On the other hand the girls take the decision in two steps: First, they determine one boy $j_0$ such that $i_0(X)$ is in $U_{j_0}=\{i_1,i_2,i_3\}$, if all the boys have the wrong answer. Since for the subsets of cardinality 4 $T_1,T_2,T_3$, of $G_{i_1}$, $G_{i_2}$ and $G_{i_3}$ respectively, $T_i\cap T_j$ is either empty or equal to $T_i$, we obtain that for at least one of the sets $T_i$, all girls in that set have the same color. So they choose their colors such that for each $T_i$ the four girls choose different colors (which are already determined previously for each $j_0$), and so at least one girl has the right answer.

${\bf Final Comments:}$

This is the strategy I understood from Barto's answer and comments. It remains to prove that the girls can choose a boy with $j_0$ such that $i_0(X)$ is in $U_{j_0}=\{i_1,i_2,i_3\}$, if all the boys have the wrong answer (It seems to me to be equivalent to the first lemma of barto).
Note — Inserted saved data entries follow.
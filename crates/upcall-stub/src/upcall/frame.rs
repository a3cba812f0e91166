use std::fmt;

use crate::abi::{ConventionDescriptor, DEOPT_SPILL_SIZE, FRAME_DATA_SIZE, STACK_SLOT_SIZE};

/// Named regions of an upcall stub frame, lowest address first.
#[derive(Debug, Clone, Copy, PartialEq, Eq, PartialOrd, Ord, Hash)]
pub enum FrameRegion {
    /// Outgoing stack arguments for the target; at least the native shadow space.
    OutArgs,
    /// One word the runtime may use across a deoptimization.
    DeoptSpill,
    /// Native return registers during `on_exit`.
    ResultSave,
    /// Native argument registers during `on_entry`.
    ArgSave,
    /// Native non-volatile registers.
    CalleeSave,
    FrameData,
    ReturnBuffer,
}

impl fmt::Display for FrameRegion {
    fn fmt(&self, f: &mut fmt::Formatter<'_>) -> fmt::Result {
        f.write_str(match self {
            Self::OutArgs => "out_args",
            Self::DeoptSpill => "deopt_spill",
            Self::ResultSave => "result_save",
            Self::ArgSave => "arg_save",
            Self::CalleeSave => "callee_save",
            Self::FrameData => "frame_data",
            Self::ReturnBuffer => "return_buffer",
        })
    }
}

#[derive(Debug, Clone, Copy, PartialEq, Eq)]
pub struct RegionSpan {
    pub region: FrameRegion,
    /// Byte offset from the stack pointer after the prologue.
    pub offset: usize,
    pub size: usize,
}

impl RegionSpan {
    #[must_use]
    pub const fn end(&self) -> usize {
        self.offset + self.size
    }
}

/// Final frame layout. Regions are contiguous, in `FrameRegion` order, and
/// the total is a multiple of the stack alignment.
#[derive(Debug, Clone, PartialEq, Eq)]
pub struct FrameLayout {
    regions: Vec<RegionSpan>,
    frame_size: usize,
    alignment: usize,
}

impl FrameLayout {
    #[must_use]
    pub fn regions(&self) -> &[RegionSpan] {
        &self.regions
    }

    #[must_use]
    pub fn region(&self, region: FrameRegion) -> Option<RegionSpan> {
        self.regions.iter().copied().find(|span| span.region == region)
    }

    /// Offset of a region that is always present.
    #[must_use]
    pub fn offset(&self, region: FrameRegion) -> usize {
        self.region(region).map_or(0, |span| span.offset)
    }

    #[must_use]
    pub const fn frame_size(&self) -> usize {
        self.frame_size
    }

    #[must_use]
    pub const fn alignment(&self) -> usize {
        self.alignment
    }
}

impl fmt::Display for FrameLayout {
    fn fmt(&self, f: &mut fmt::Formatter<'_>) -> fmt::Result {
        writeln!(f, "frame {} bytes (align {})", self.frame_size, self.alignment)?;
        for span in &self.regions {
            writeln!(f, "  [{:4}..{:4}) {}", span.offset, span.end(), span.region)?;
        }
        Ok(())
    }
}

/// Accumulates frame regions in their fixed order.
#[derive(Debug, Clone)]
pub struct FrameLayoutPlanner {
    out_arg_stack_slots: usize,
    shadow_space_bytes: usize,
    alignment: usize,
    result_spill_bytes: usize,
    arg_spill_bytes: usize,
    callee_save_bytes: usize,
    return_buffer_bytes: Option<usize>,
}

impl FrameLayoutPlanner {
    /// Stack rules come from the native descriptor: the stub calls its hooks
    /// with the native ABI.
    #[must_use]
    pub fn new(native: &ConventionDescriptor) -> Self {
        Self {
            out_arg_stack_slots: 0,
            shadow_space_bytes: native.shadow_space_bytes(),
            alignment: native.stack_alignment_bytes(),
            result_spill_bytes: 0,
            arg_spill_bytes: 0,
            callee_save_bytes: 0,
            return_buffer_bytes: None,
        }
    }

    #[must_use]
    pub const fn out_arg_stack_slots(mut self, slots: usize) -> Self {
        self.out_arg_stack_slots = slots;
        self
    }

    #[must_use]
    pub const fn result_spill_bytes(mut self, bytes: usize) -> Self {
        self.result_spill_bytes = bytes;
        self
    }

    #[must_use]
    pub const fn arg_spill_bytes(mut self, bytes: usize) -> Self {
        self.arg_spill_bytes = bytes;
        self
    }

    #[must_use]
    pub const fn callee_save_bytes(mut self, bytes: usize) -> Self {
        self.callee_save_bytes = bytes;
        self
    }

    #[must_use]
    pub const fn return_buffer(mut self, bytes: Option<usize>) -> Self {
        self.return_buffer_bytes = bytes;
        self
    }

    #[must_use]
    pub fn plan(&self) -> FrameLayout {
        let out_args = align_up(self.out_arg_stack_slots * STACK_SLOT_SIZE, self.alignment)
            .max(self.shadow_space_bytes);

        let mut sizes = vec![
            (FrameRegion::OutArgs, out_args),
            (FrameRegion::DeoptSpill, DEOPT_SPILL_SIZE),
            (FrameRegion::ResultSave, self.result_spill_bytes),
            (FrameRegion::ArgSave, self.arg_spill_bytes),
            (FrameRegion::CalleeSave, self.callee_save_bytes),
            (FrameRegion::FrameData, FRAME_DATA_SIZE),
        ];
        if let Some(bytes) = self.return_buffer_bytes {
            sizes.push((FrameRegion::ReturnBuffer, bytes));
        }

        let mut offset = 0;
        let regions: Vec<_> = sizes
            .into_iter()
            .map(|(region, size)| {
                let span = RegionSpan {
                    region,
                    offset,
                    size,
                };
                offset += size;
                span
            })
            .collect();
        let frame_size = align_up(offset, self.alignment);

        tracing::debug!(
            frame_size,
            out_args,
            callee_save = self.callee_save_bytes,
            return_buffer = ?self.return_buffer_bytes,
            "planned upcall frame"
        );

        FrameLayout {
            regions,
            frame_size,
            alignment: self.alignment,
        }
    }
}

#[must_use]
pub const fn align_up(value: usize, alignment: usize) -> usize {
    value.div_ceil(alignment) * alignment
}
use std::fmt;

use super::emitter::{PhaseMark, StubPhase};
use super::frame::FrameLayout;
use super::hooks::{ReceiverHandle, TargetMethod};
use super::shuffle::ArgumentShuffle;
use crate::masm::{CodeBuffer, Instruction, encode_var_u32};

/// A generated upcall stub. Entry is at offset 0 and uses the native ABI.
#[derive(Debug, Clone, PartialEq, Eq)]
pub struct StubBlob {
    pub(crate) name: String,
    pub(crate) code: CodeBuffer,
    pub(crate) layout: FrameLayout,
    pub(crate) shuffle: ArgumentShuffle,
    pub(crate) exception_handler_offset: usize,
    pub(crate) phases: Vec<PhaseMark>,
    pub(crate) method: TargetMethod,
    pub(crate) receiver: ReceiverHandle,
}

impl StubBlob {
    #[must_use]
    pub fn name(&self) -> &str {
        &self.name
    }

    #[must_use]
    pub fn instructions(&self) -> &[Instruction] {
        self.code.instructions()
    }

    #[must_use]
    pub fn code(&self) -> &CodeBuffer {
        &self.code
    }

    #[must_use]
    pub const fn entry_offset(&self) -> usize {
        0
    }

    #[must_use]
    pub const fn exception_handler_offset(&self) -> usize {
        self.exception_handler_offset
    }

    #[must_use]
    pub const fn frame_size(&self) -> usize {
        self.layout.frame_size()
    }

    #[must_use]
    pub fn frame_data_offset(&self) -> usize {
        self.layout.offset(super::frame::FrameRegion::FrameData)
    }

    #[must_use]
    pub const fn layout(&self) -> &FrameLayout {
        &self.layout
    }

    #[must_use]
    pub const fn shuffle(&self) -> &ArgumentShuffle {
        &self.shuffle
    }

    #[must_use]
    pub fn phases(&self) -> &[PhaseMark] {
        &self.phases
    }

    #[must_use]
    pub fn phase_offset(&self, phase: StubPhase) -> Option<usize> {
        self.phases
            .iter()
            .find(|mark| mark.phase == phase)
            .map(|mark| mark.offset)
    }

    #[must_use]
    pub const fn method(&self) -> &TargetMethod {
        &self.method
    }

    #[must_use]
    pub const fn receiver(&self) -> ReceiverHandle {
        self.receiver
    }

    /// Serialized form: var-int header (code length, exception handler
    /// offset, frame size, frame data offset) followed by the code.
    #[must_use]
    pub fn encode(&self) -> Vec<u8> {
        let code = self.code.code();
        let mut blob = Vec::with_capacity(code.len() + 16);
        for value in [
            code.len(),
            self.exception_handler_offset,
            self.frame_size(),
            self.frame_data_offset(),
        ] {
            blob.extend(encode_var_u32(value as u32));
        }
        blob.extend_from_slice(code);
        blob
    }
}

impl fmt::Display for StubBlob {
    fn fmt(&self, f: &mut fmt::Formatter<'_>) -> fmt::Result {
        writeln!(
            f,
            "{} -> {} ({} bytes, exception handler at {})",
            self.name,
            self.method.name(),
            self.code.len(),
            self.exception_handler_offset
        )?;
        write!(f, "{}", self.layout)?;
        write!(f, "{}", self.code.disassemble())
    }
}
In fact, if there is at least one boy with color $Y_j=c$, they set $j_0=\min\{j:\ Y_j=c\}$. Then, if the boy is wrong, necessarily $i_0(X)\in U_{j_0}$, by the definition of $B$. On the other hand, if no boy has color $c$, there is an inductive process (the girls should have a laptop to follow the process) starting from the set $J=\{i=1,\dots,N\}$ (or, equivalently $J=\{G_i:\ i=1,\dots,N\}$) and eliminating one of the $i$'s (one of the $G_i$'s) at each step, such that at the end we are left with three indices and $i_0$ is one of them (with three sets $G_i$ and $H$ is one of them).

Inductive step: If $\#J>3$, then take any subset of three elements, $\{i_1,i_2,i_3\}$. This subset is a $U_j$ for some $j$, and we eliminate the index $\sigma_j(Y_j)\in U_j$. Note that since we assume that no boy has the color $c$, the index $\sigma_j(Y_j)$ is well defined.

It is impossible that $i_0(X)=\sigma_j(Y_j)\in U_j$: If $i_0(X)\notin U_j$, then this is clear, and if $i_0(X)$ is in $U_j$, since the boy is wrong, $$ \sigma_j(Y_j)\ne \sigma_j(B(X)_j)=i_0(X). $$

So the inductive procedure yields a set of three indices such that one of them is $i_0$, necessarily it is a $U_j$, and we set $j_0=j$.

Finally a comment on the number 7 for the cardinality of the $G_i$'s (opposed to 10 suggested by Barto). If you have three sets $G_1,G_2,G_3$ of 7 elements, then

-if the intersection of the three sets has 4 or more elements, you can set $T_1=T_2=T_3$ a subset of 4 elements in the intersection.

-if the intersection of two sets say $G_1, G_2$ has 4 or more elements but $G_1\cap G_2\cap G_3$ has less than four, you can set $T_1=T_2$ a subset of 4 elements in the intersection of $G_1$ and $G_2$ and $T_3$ a set in $G_3\setminus (G_1\cap G_2)$ of four elements.

-If no intersection of two sets has 4 or more elements, take $T_1$ in $G_1\setminus G_2$, $T_2$ in $G_2\setminus G_3$, $T_3$ in $G_3\setminus G_1$, of four elements respectively.